Puhr Hannah Christina, Pablik Eleonore, Berghoff Anna Sophie, Jomrich Gerd, Schoppmann Sebastian Friedrich, Preusser Matthias, Ilhan-Mutlu Aysegül
Division of Oncology, Medical University of Vienna, Vienna, Austria.
Gastroesophageal Tumors Unit, Comprehensive Cancer Center, Vienna, Austria, Austria.
ESMO Open. 2020 Mar;5(2). doi: 10.1136/esmoopen-2019-000623.
The prognostic value of symptoms at disease presentation of advanced gastro-oesophageal cancer is unknown. Thus, the aim of this study was to characterise these symptoms and correlate them with the outcome, so new prognostic markers can be defined.
We analysed clinical data including symptoms, therapies and survival of patients with stage IV gastro-oesophageal cancer treated between 2002 and 2018 at the Vienna General Hospital, Austria. Initial symptoms as well as stenosis in endoscopy and HER2 positivity were evaluated in a cross-validation model to ascertain the impact of each variable on patient survival.
In total, 258 patients were evaluated. Five factors (stenosis in endoscopy, weight loss, HER2 positivity, dyspepsia, ulcer or active bleeding) have proven to be statistically relevant prognostic factors and were given a count of +1 and -1, if applicable. The resulting score ranges between -3 and +2. The survival probability for 180 days with a score of -3/-2, -1, 0, +1 and +2 is 90%, 80%, 73%, 72% and 42%, whereas for 2 years, it is 30%, 30%, 8%, 7% and 3%, respectively. The median overall survival of a score of -3/-2, -1, 0, +1 and +2 was 579 (95% CI 274 to not measurable), 481 (95% CI 358 to 637), 297 (95% CI 240 to 346), 284 (95% CI 205 to 371), 146 (95% CI 120 to 229) days, respectively.
The data from this retrospective study indicate that the Viennese risk prediction score for Advanced Gastroesophageal carcinoma based on Alarm Symptoms score provides independent prognostic information that may support clinical decision making at diagnosis of advanced gastro-oesophageal cancer.
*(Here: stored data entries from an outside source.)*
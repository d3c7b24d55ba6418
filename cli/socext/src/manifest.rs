//! `socext.toml` manifest parsing and project configuration.

use std::path::{Path, PathBuf};

use anyhow::{Context, Result};
use serde::{Deserialize, Serialize};
use socext_core::PeripheralConfig;
use socext_platform::{IoDeclaration, IoStandard, Pins};
use socext_soc::{Extension, SocOptions};

/// The top-level manifest structure for a socext project.
#[derive(Debug, Clone, Serialize, Deserialize)]
pub struct SocextManifest {
    /// Project metadata (required).
    pub project: ProjectConfig,
    /// Target selection.
    #[serde(default)]
    pub target: Option<TargetConfig>,
    /// SoC construction options.
    #[serde(default)]
    pub options: SocOptions,
    /// Peripherals composed onto the target.
    #[serde(default)]
    pub extensions: Vec<ExtensionSpec>,
}

/// Project metadata section.
#[derive(Debug, Clone, Serialize, Deserialize)]
pub struct ProjectConfig {
    /// Project name (required).
    pub name: String,
    /// Project version.
    #[serde(default = "default_version")]
    pub version: String,
    /// Short description.
    #[serde(default)]
    pub description: Option<String>,
}

fn default_version() -> String {
    "0.1.0".to_string()
}

/// Target section.
#[derive(Debug, Clone, Serialize, Deserialize)]
pub struct TargetConfig {
    /// Default target factory name.
    #[serde(default)]
    pub default: Option<String>,
}

fn default_key() -> String {
    "buttons".to_string()
}

/// One `[[extensions]]` entry: a status register over new input pins.
#[derive(Debug, Clone, Serialize, Deserialize)]
#[serde(rename_all = "kebab-case")]
pub struct ExtensionSpec {
    /// Submodule key and CSR region name.
    #[serde(default = "default_key")]
    pub key: String,
    /// Joined to each signal name to form its connection name.
    #[serde(default)]
    pub connection_prefix: String,
    #[serde(default)]
    pub description: Option<String>,
    /// Status register name.
    #[serde(default)]
    pub register: Option<String>,
    /// Instance index of every declared connection.
    #[serde(default)]
    pub instance: usize,
    /// Signals, lowest bit first.
    pub signals: Vec<SignalSpec>,
}

/// One input signal and its physical pin.
#[derive(Debug, Clone, Serialize, Deserialize)]
#[serde(rename_all = "kebab-case")]
pub struct SignalSpec {
    pub name: String,
    pub pins: Pins,
    #[serde(default = "default_io_standard")]
    pub io_standard: IoStandard,
}

fn default_io_standard() -> IoStandard {
    IoStandard::Lvcmos33
}

impl ExtensionSpec {
    /// The connections and peripheral this entry describes.
    pub fn to_extension(&self) -> Extension {
        let connections = self
            .signals
            .iter()
            .map(|s| {
                IoDeclaration::new(
                    format!("{}{}", self.connection_prefix, s.name),
                    self.instance,
                    s.pins.clone(),
                    s.io_standard,
                )
            })
            .collect();

        let mut peripheral = PeripheralConfig::new(self.signals.iter().map(|s| s.name.as_str()))
            .with_connection_prefix(&self.connection_prefix)
            .with_instance(self.instance);
        if let Some(description) = &self.description {
            peripheral = peripheral.with_description(description);
        }
        if let Some(register) = &self.register {
            peripheral = peripheral.with_register(register);
        }
        Extension::new(&self.key, connections, peripheral)
    }
}

impl SocextManifest {
    /// Search upward from `start_dir` for a `socext.toml` file, parse and return it
    /// along with the directory it was found in.
    pub fn find_and_load(start_dir: &Path) -> Result<Option<(Self, PathBuf)>> {
        let mut dir = start_dir.to_path_buf();
        loop {
            let candidate = dir.join("socext.toml");
            if candidate.is_file() {
                let content = std::fs::read_to_string(&candidate)
                    .with_context(|| format!("reading {}", candidate.display()))?;
                let manifest: SocextManifest = toml::from_str(&content)
                    .with_context(|| format!("parsing {}", candidate.display()))?;
                manifest
                    .options
                    .validate()
                    .with_context(|| format!("checking [options] in {}", candidate.display()))?;
                return Ok(Some((manifest, dir)));
            }
            if !dir.pop() {
                break;
            }
        }
        Ok(None)
    }

    /// Parse a manifest from a TOML string.
    #[cfg(test)]
    pub fn from_str(s: &str) -> Result<Self> {
        toml::from_str(s).context("parsing socext.toml")
    }

    /// Resolve the default target name from the manifest.
    pub fn default_target(&self) -> Option<&str> {
        self.target.as_ref().and_then(|t| t.default.as_deref())
    }

    /// Every `[[extensions]]` entry, in manifest order.
    pub fn extensions(&self) -> Vec<Extension> {
        self.extensions.iter().map(ExtensionSpec::to_extension).collect()
    }

    /// Generate a starter manifest: the ULX3S with its four direction buttons.
    #[cfg(test)]
    pub fn template(name: &str) -> String {
        format!(
            r#"[project]
name = "{name}"
version = "0.1.0"

[target]
default = "ulx3s"

[options]
sys-clk-freq = 25000000

[[extensions]]
key = "buttons"
connection-prefix = "button_"
description = "Buttons status"
register = "buttons"
signals = [
    {{ name = "UP", pins = "R18" }},
    {{ name = "DOWN", pins = "V1" }},
    {{ name = "LEFT", pins = "U1" }},
    {{ name = "RIGHT", pins = "H16" }},
]
"#
        )
    }
}
//! Register bitfields.

use serde::{Deserialize, Serialize};

/// Label of a single-bit field when the bit reads 0.
pub const INACTIVE_LABEL: &str = "not active";
/// Label of a single-bit field when the bit reads 1.
pub const ACTIVE_LABEL: &str = "active";

/// A human-readable label for one value of a field.
#[derive(Debug, Clone, PartialEq, Eq, Serialize, Deserialize)]
pub struct ValueLabel {
    pub value: u64,
    pub label: String,
}

/// A named, fixed-width slice of a register.
#[derive(Debug, Clone, PartialEq, Eq, Serialize, Deserialize)]
pub struct BitField {
    /// Field name, unique within its register.
    pub name: String,
    /// Bit position of the field's least significant bit.
    pub offset: u32,
    /// Width in bits.
    pub width: u32,
    /// Human-readable description.
    pub description: String,
    /// Labels for known values, in declaration order.
    #[serde(default)]
    pub values: Vec<ValueLabel>,
}

impl BitField {
    /// A 1-bit field labelled `0 = "not active"`, `1 = "active"`.
    pub fn flag(name: impl Into<String>, offset: u32, description: impl Into<String>) -> Self {
        Self {
            name: name.into(),
            offset,
            width: 1,
            description: description.into(),
            values: vec![
                ValueLabel {
                    value: 0,
                    label: INACTIVE_LABEL.into(),
                },
                ValueLabel {
                    value: 1,
                    label: ACTIVE_LABEL.into(),
                },
            ],
        }
    }

    /// A field with no value labels.
    pub fn plain(
        name: impl Into<String>,
        offset: u32,
        width: u32,
        description: impl Into<String>,
    ) -> Self {
        Self {
            name: name.into(),
            offset,
            width,
            description: description.into(),
            values: Vec::new(),
        }
    }

    /// Mask of the field's bits within the register.
    pub fn mask(&self) -> u64 {
        width_mask(self.width) << self.offset
    }

    /// Extract this field's value from a full register value.
    pub fn extract(&self, register_value: u64) -> u64 {
        (register_value >> self.offset) & width_mask(self.width)
    }

    /// Label for `value`, if one is declared.
    pub fn label_for(&self, value: u64) -> Option<&str> {
        self.values
            .iter()
            .find(|v| v.value == value)
            .map(|v| v.label.as_str())
    }

    /// One past the field's most significant bit.
    pub fn end(&self) -> u32 {
        self.offset + self.width
    }
}

/// All-ones mask of `width` bits.
pub(crate) fn width_mask(width: u32) -> u64 {
    if width >= 64 {
        u64::MAX
    } else {
        (1u64 << width) - 1
    }
}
Our findings should be evaluated in prospective studies.
晚期胃食管癌发病时症状的预后价值尚不清楚。因此,本研究的目的是对这些症状进行特征描述,并将它们与预后相关联,以便能够定义新的预后标志物。
我们分析了2002年至2018年期间在奥地利维也纳总医院接受治疗的IV期胃食管癌患者的临床数据,包括症状、治疗方法和生存情况。在内镜检查中的初始症状以及狭窄情况和HER2阳性情况在交叉验证模型中进行评估,以确定每个变量对患者生存的影响。
总共评估了258例患者。五个因素(内镜检查中的狭窄、体重减轻、HER2阳性、消化不良、溃疡或活动性出血)已被证明是具有统计学意义的预后因素,适用时分别计为+1和-1。最终得分在-3至+2之间。得分为-3/-2、-1、0、+1和+2时,180天的生存概率分别为90%、80%、73%、72%和42%,而2年的生存概率分别为30%、30%、8%、7%和3%。得分为-3/-2、-1、0、+1和+2时的中位总生存期分别为579天(95%CI 274至不可测量)、481天(95%CI 358至637)、297天(95%CI 240至346)、284天(95%CI 205至371)、146天(95%CI 120至229)。
这项回顾性研究的数据表明,基于警示症状评分的维也纳晚期胃癌风险预测评分提供了独立的预后信息,可能有助于晚期胃食管癌诊断时的临床决策。我们的研究结果应在前瞻性研究中进行评估。